### Instructions to follow:
Each record, exactly as written, should be printed again.

### Entries shown:

· · · · · · ·

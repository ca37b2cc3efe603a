use super::utils::ConfigArgs;
use super::{concat, coreg, moco, segment, skull_strip, smooth};
use clap::Args;
use fmri::prep::{FdSummary, PipelineConfig, Result, StageTimer};
use fmri::tools::{SystemRunner, ToolRunner};
use tracing::info;

#[derive(Args, Debug)]
pub struct RunAll {
    #[command(flatten)]
    config: ConfigArgs,
    /// 跳过仅用于可视化的配准阶段。
    #[arg(long)]
    skip_coreg: bool,
}

impl RunAll {
    pub fn run(&mut self) -> Result<()> {
        let cfg = self.config.load()?;
        Program::new(cfg, &SystemRunner, self.skip_coreg).run()?;
        Ok(())
    }
}

struct Program<'a, R: ToolRunner + ?Sized> {
    cfg: PipelineConfig,
    runner: &'a R,
    skip_coreg: bool,
    timer: StageTimer,
}

impl<'a, R: ToolRunner + ?Sized> Program<'a, R> {
    #[inline]
    pub fn new(cfg: PipelineConfig, runner: &'a R, skip_coreg: bool) -> Self {
        Self {
            cfg,
            runner,
            skip_coreg,
            timer: StageTimer::new(),
        }
    }

    /// 依次执行各阶段；任一阶段失败即终止。
    pub fn run(&mut self) -> Result<FdSummary> {
        info!("被试`{}`预处理开始", self.cfg.subject_id());

        self.timer.start();
        skull_strip::run_stage(&self.cfg, self.runner)?;
        self.timer.finish("skull-strip");

        self.timer.start();
        segment::run_stage(&self.cfg, self.runner)?;
        self.timer.finish("segment");

        self.timer.start();
        concat::run_stage(&self.cfg)?;
        self.timer.finish("concat");

        self.timer.start();
        let (_, summary) = moco::run_stage(&self.cfg, self.runner)?;
        self.timer.finish("moco");

        if self.skip_coreg {
            info!("跳过配准阶段");
        } else {
            self.timer.start();
            coreg::run_stage(&self.cfg, self.runner, None)?;
            self.timer.finish("coreg");
        }

        self.timer.start();
        smooth::run_stage(&self.cfg, self.runner)?;
        self.timer.finish("smooth");

        info!(
            "预处理完成，共 {} 个阶段，总耗时 {} ms",
            self.timer.stages().len(),
            self.timer.get_total_ms()
        );
        Ok(summary)
    }
}

#[cfg(test)]
mod tests {
    use super::*;
    use fmri::prep::nifti_io::write_volume;
    use fmri::prep::PrepError;
    use fmri::tools::{ToolCommand, ToolOutput, ToolStatus};
    use ndarray::Array4;
    use std::cell::RefCell;
    use std::fs;
    use std::path::{Path, PathBuf};

    /// 按FSL的命名约定生成输出文件，而不真正运行FSL。
    struct FakeFsl {
        programs: RefCell<Vec<String>>,
        fail_on: Option<&'static str>,
    }

    impl FakeFsl {
        fn new(fail_on: Option<&'static str>) -> Self {
            Self {
                programs: RefCell::new(Vec::new()),
                fail_on,
            }
        }
    }

    fn touch(path: &Path) {
        fs::write(path, b"").unwrap();
    }

    fn suffixed(stem: &str, suffix: &str) -> PathBuf {
        PathBuf::from(format!("{stem}{suffix}"))
    }

    impl ToolRunner for FakeFsl {
        fn run(&self, command: &ToolCommand) -> Result<ToolOutput> {
            self.programs.borrow_mut().push(command.program().to_owned());
            if self.fail_on == Some(command.program()) {
                return Ok(ToolOutput {
                    status: ToolStatus::Exited(1),
                    stdout: String::new(),
                    stderr: "simulated failure".to_owned(),
                });
            }
            let args: Vec<String> = command
                .args()
                .iter()
                .map(|a| a.to_string_lossy().into_owned())
                .collect();
            let value_of = |key: &str| {
                args.iter()
                    .find_map(|a| a.strip_prefix(key))
                    .map(str::to_owned)
                    .unwrap()
            };
            match command.program() {
                "bet" => {
                    touch(&suffixed(&args[1], ".nii.gz"));
                    touch(&suffixed(&args[1], "_mask.nii.gz"));
                }
                "fast" => {
                    let prefix = value_of("--out=");
                    for i in 0..3 {
                        touch(&suffixed(&prefix, &format!("_pve_{i}.nii.gz")));
                    }
                }
                "mcflirt" => {
                    fs::copy(&args[1], suffixed(&args[3], ".nii.gz")).unwrap();
                    let mut par = String::new();
                    for t in 0..8 {
                        let rx = if t >= 4 { 0.01 } else { 0.0 };
                        par.push_str(&format!("{rx}  0  0  0  0  0\n"));
                    }
                    fs::write(suffixed(&args[3], ".par"), par).unwrap();
                }
                "fslroi" => touch(Path::new(&args[1])),
                "epi_reg" => {
                    let stem = value_of("--out=");
                    touch(&suffixed(&stem, ".nii.gz"));
                    touch(&suffixed(&stem, ".mat"));
                }
                "fslmaths" => touch(Path::new(args.last().unwrap())),
                other => panic!("unexpected tool {other}"),
            }
            Ok(ToolOutput {
                status: ToolStatus::Exited(0),
                stdout: String::new(),
                stderr: String::new(),
            })
        }
    }

    fn prepare_subject(base: &Path) -> PipelineConfig {
        let cfg = PipelineConfig::builder()
            .base_dir(base)
            .output_dir(base.join("output"))
            .build()
            .unwrap();
        fs::create_dir_all(cfg.t1w_path().parent().unwrap()).unwrap();
        touch(&cfg.t1w_path());
        let run = |offset: f32| {
            Array4::from_shape_fn((3, 3, 2, 4), |(x, y, z, t)| {
                offset + (x + 2 * y + 3 * z) as f32 + t as f32 * 0.5
            })
        };
        write_volume(cfg.run1_path(), &run(10.0), None).unwrap();
        write_volume(cfg.run2_path(), &run(20.0), None).unwrap();
        cfg
    }

    #[test]
    fn test_run_all_in_order() {
        let dir = tempfile::tempdir().unwrap();
        let cfg = prepare_subject(dir.path());
        let fsl = FakeFsl::new(None);
        let summary = Program::new(cfg.clone(), &fsl, false).run().unwrap();

        assert_eq!(
            *fsl.programs.borrow(),
            ["bet", "fast", "mcflirt", "fslroi", "epi_reg", "fslmaths"]
        );
        assert_eq!(summary.n_transitions, 7);
        assert!((summary.max - 0.5).abs() < 1e-12);
        assert!(cfg.concat_path().is_file());
        assert!(cfg.moco_dir().join("fd_report.json").is_file());
        assert!(cfg.coreg_output_path().is_file());
        assert!(cfg.smooth_output_path().is_file());
    }

    #[test]
    fn test_run_all_stops_at_first_failure() {
        let dir = tempfile::tempdir().unwrap();
        let cfg = prepare_subject(dir.path());
        let fsl = FakeFsl::new(Some("mcflirt"));
        let err = Program::new(cfg.clone(), &fsl, true).run().unwrap_err();
        assert!(matches!(err, PrepError::ToolFailed { ref tool, .. } if tool == "mcflirt"));
        assert_eq!(*fsl.programs.borrow(), ["bet", "fast", "mcflirt"]);
        assert!(!cfg.smooth_dir().exists());
    }

    #[test]
    fn test_run_all_missing_t1() {
        let dir = tempfile::tempdir().unwrap();
        let cfg = prepare_subject(dir.path());
        fs::remove_file(cfg.t1w_path()).unwrap();
        let fsl = FakeFsl::new(None);
        let err = Program::new(cfg.clone(), &fsl, false).run().unwrap_err();
        assert!(matches!(err, PrepError::MissingInput(ref p) if p == &vec![cfg.t1w_path()]));
        assert!(fsl.programs.borrow().is_empty());
    }
}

· · · · · · ·

### Exercise solution:
repository ca37b2cc3efe603a
use super::utils::ConfigArgs;
use super::{concat, coreg, moco, segment, skull_strip, smooth};
use clap::Args;
use fmri::prep::{FdSummary, PipelineConfig, Result, StageTimer};
use fmri::tools::{SystemRunner, ToolRunner};
use tracing::info;

#[derive(Args, Debug)]
pub struct RunAll {
    #[command(flatten)]
    config: ConfigArgs,
    /// 跳过仅用于可视化的配准阶段。
    #[arg(long)]
    skip_coreg: bool,
}

impl RunAll {
    pub fn run(&mut self) -> Result<()> {
        let cfg = self.config.load()?;
        Program::new(cfg, &SystemRunner, self.skip_coreg).run()?;
        Ok(())
    }
}

struct Program<'a, R: ToolRunner + ?Sized> {
    cfg: PipelineConfig,
    runner: &'a R,
    skip_coreg: bool,
    timer: StageTimer,
}

impl<'a, R: ToolRunner + ?Sized> Program<'a, R> {
    #[inline]
    pub fn new(cfg: PipelineConfig, runner: &'a R, skip_coreg: bool) -> Self {
        Self {
            cfg,
            runner,
            skip_coreg,
            timer: StageTimer::new(),
        }
    }

    /// 依次执行各阶段；任一阶段失败即终止。
    pub fn run(&mut self) -> Result<FdSummary> {
        info!("被试`{}`预处理开始", self.cfg.subject_id());

        self.timer.start();
        skull_strip::run_stage(&self.cfg, self.runner)?;
        self.timer.finish("skull-strip");

        self.timer.start();
        segment::run_stage(&self.cfg, self.runner)?;
        self.timer.finish("segment");

        self.timer.start();
        concat::run_stage(&self.cfg)?;
        self.timer.finish("concat");

        self.timer.start();
        let (_, summary) = moco::run_stage(&self.cfg, self.runner)?;
        self.timer.finish("moco");

        if self.skip_coreg {
            info!("跳过配准阶段");
        } else {
            self.timer.start();
            coreg::run_stage(&self.cfg, self.runner, None)?;
            self.timer.finish("coreg");
        }

        self.timer.start();
        smooth::run_stage(&self.cfg, self.runner)?;
        self.timer.finish("smooth");

        info!(
            "预处理完成，共 {} 个阶段，总耗时 {} ms",
            self.timer.stages().len(),
            self.timer.get_total_ms()
        );
        Ok(summary)
    }
}

#[cfg(test)]
mod tests {
    use super::*;
    use fmri::prep::nifti_io::write_volume;
    use fmri::prep::PrepError;
    use fmri::tools::{ToolCommand, ToolOutput, ToolStatus};
    use ndarray::Array4;
    use std::cell::RefCell;
    use std::fs;
    use std::path::{Path, PathBuf};

    /// 按FSL的命名约定生成输出文件，而不真正运行FSL。
    struct FakeFsl {
        programs: RefCell<Vec<String>>,
        fail_on: Option<&'static str>,
    }

    impl FakeFsl {
        fn new(fail_on: Option<&'static str>) -> Self {
            Self {
                programs: RefCell::new(Vec::new()),
                fail_on,
            }
        }
    }

    fn touch(path: &Path) {
        fs::write(path, b"").unwrap();
    }

    fn suffixed(stem: &str, suffix: &str) -> PathBuf {
        PathBuf::from(format!("{stem}{suffix}"))
    }

    impl ToolRunner for FakeFsl {
        fn run(&self, command: &ToolCommand) -> Result<ToolOutput> {
            self.programs.borrow_mut().push(command.program().to_owned());
            if self.fail_on == Some(command.program()) {
                return Ok(ToolOutput {
                    status: ToolStatus::Exited(1),
                    stdout: String::new(),
                    stderr: "simulated failure".to_owned(),
                });
            }
            let args: Vec<String> = command
                .args()
                .iter()
                .map(|a| a.to_string_lossy().into_owned())
                .collect();
            let value_of = |key: &str| {
                args.iter()
                    .find_map(|a| a.strip_prefix(key))
                    .map(str::to_owned)
                    .unwrap()
            };
            match command.program() {
                "bet" => {
                    touch(&suffixed(&args[1], ".nii.gz"));
                    touch(&suffixed(&args[1], "_mask.nii.gz"));
                }
                "fast" => {
                    let prefix = value_of("--out=");
                    for i in 0..3 {
                        touch(&suffixed(&prefix, &format!("_pve_{i}.nii.gz")));
                    }
                }
                "mcflirt" => {
                    fs::copy(&args[1], suffixed(&args[3], ".nii.gz")).unwrap();
                    let mut par = String::new();
                    for t in 0..8 {
                        let rx = if t >= 4 { 0.01 } else { 0.0 };
                        par.push_str(&format!("{rx}  0  0  0  0  0\n"));
                    }
                    fs::write(suffixed(&args[3], ".par"), par).unwrap();
                }
                "fslroi" => touch(Path::new(&args[1])),
                "epi_reg" => {
                    let stem = value_of("--out=");
                    touch(&suffixed(&stem, ".nii.gz"));
                    touch(&suffixed(&stem, ".mat"));
                }
                "fslmaths" => touch(Path::new(args.last().unwrap())),
                other => panic!("unexpected tool {other}"),
            }
            Ok(ToolOutput {
                status: ToolStatus::Exited(0),
                stdout: String::new(),
                stderr: String::new(),
            })
        }
    }

    fn prepare_subject(base: &Path) -> PipelineConfig {
        let cfg = PipelineConfig::builder()
            .base_dir(base)
            .output_dir(base.join("output"))
            .build()
            .unwrap();
        fs::create_dir_all(cfg.t1w_path().parent().unwrap()).unwrap();
        touch(&cfg.t1w_path());
        let run = |offset: f32| {
            Array4::from_shape_fn((3, 3, 2, 4), |(x, y, z, t)| {
                offset + (x + 2 * y + 3 * z) as f32 + t as f32 * 0.5
            })
        };
        write_volume(cfg.run1_path(), &run(10.0), None).unwrap();
        write_volume(cfg.run2_path(), &run(20.0), None).unwrap();
        cfg
    }

    #[test]
    fn test_run_all_in_order() {
        let dir = tempfile::tempdir().unwrap();
        let cfg = prepare_subject(dir.path());
        let fsl = FakeFsl::new(None);
        let summary = Program::new(cfg.clone(), &fsl, false).run().unwrap();

        assert_eq!(
            *fsl.programs.borrow(),
            ["bet", "fast", "mcflirt", "fslroi", "epi_reg", "fslmaths"]
        );
        assert_eq!(summary.n_transitions, 7);
        assert!((summary.max - 0.5).abs() < 1e-12);
        assert!(cfg.concat_path().is_file());
        assert!(cfg.moco_dir().join("fd_report.json").is_file());
        assert!(cfg.coreg_output_path().is_file());
        assert!(cfg.smooth_output_path().is_file());
    }

    #[test]
    fn test_run_all_stops_at_first_failure() {
        let dir = tempfile::tempdir().unwrap();
        let cfg = prepare_subject(dir.path());
        let fsl = FakeFsl::new(Some("mcflirt"));
        let err = Program::new(cfg.clone(), &fsl, true).run().unwrap_err();
        assert!(matches!(err, PrepError::ToolFailed { ref tool, .. } if tool == "mcflirt"));
        assert_eq!(*fsl.programs.borrow(), ["bet", "fast", "mcflirt"]);
        assert!(!cfg.smooth_dir().exists());
    }

    #[test]
    fn test_run_all_missing_t1() {
        let dir = tempfile::tempdir().unwrap();
        let cfg = prepare_subject(dir.path());
        fs::remove_file(cfg.t1w_path()).unwrap();
        let fsl = FakeFsl::new(None);
        let err = Program::new(cfg.clone(), &fsl, false).run().unwrap_err();
        assert!(matches!(err, PrepError::MissingInput(ref p) if p == &vec![cfg.t1w_path()]));
        assert!(fsl.programs.borrow().is_empty());
    }
}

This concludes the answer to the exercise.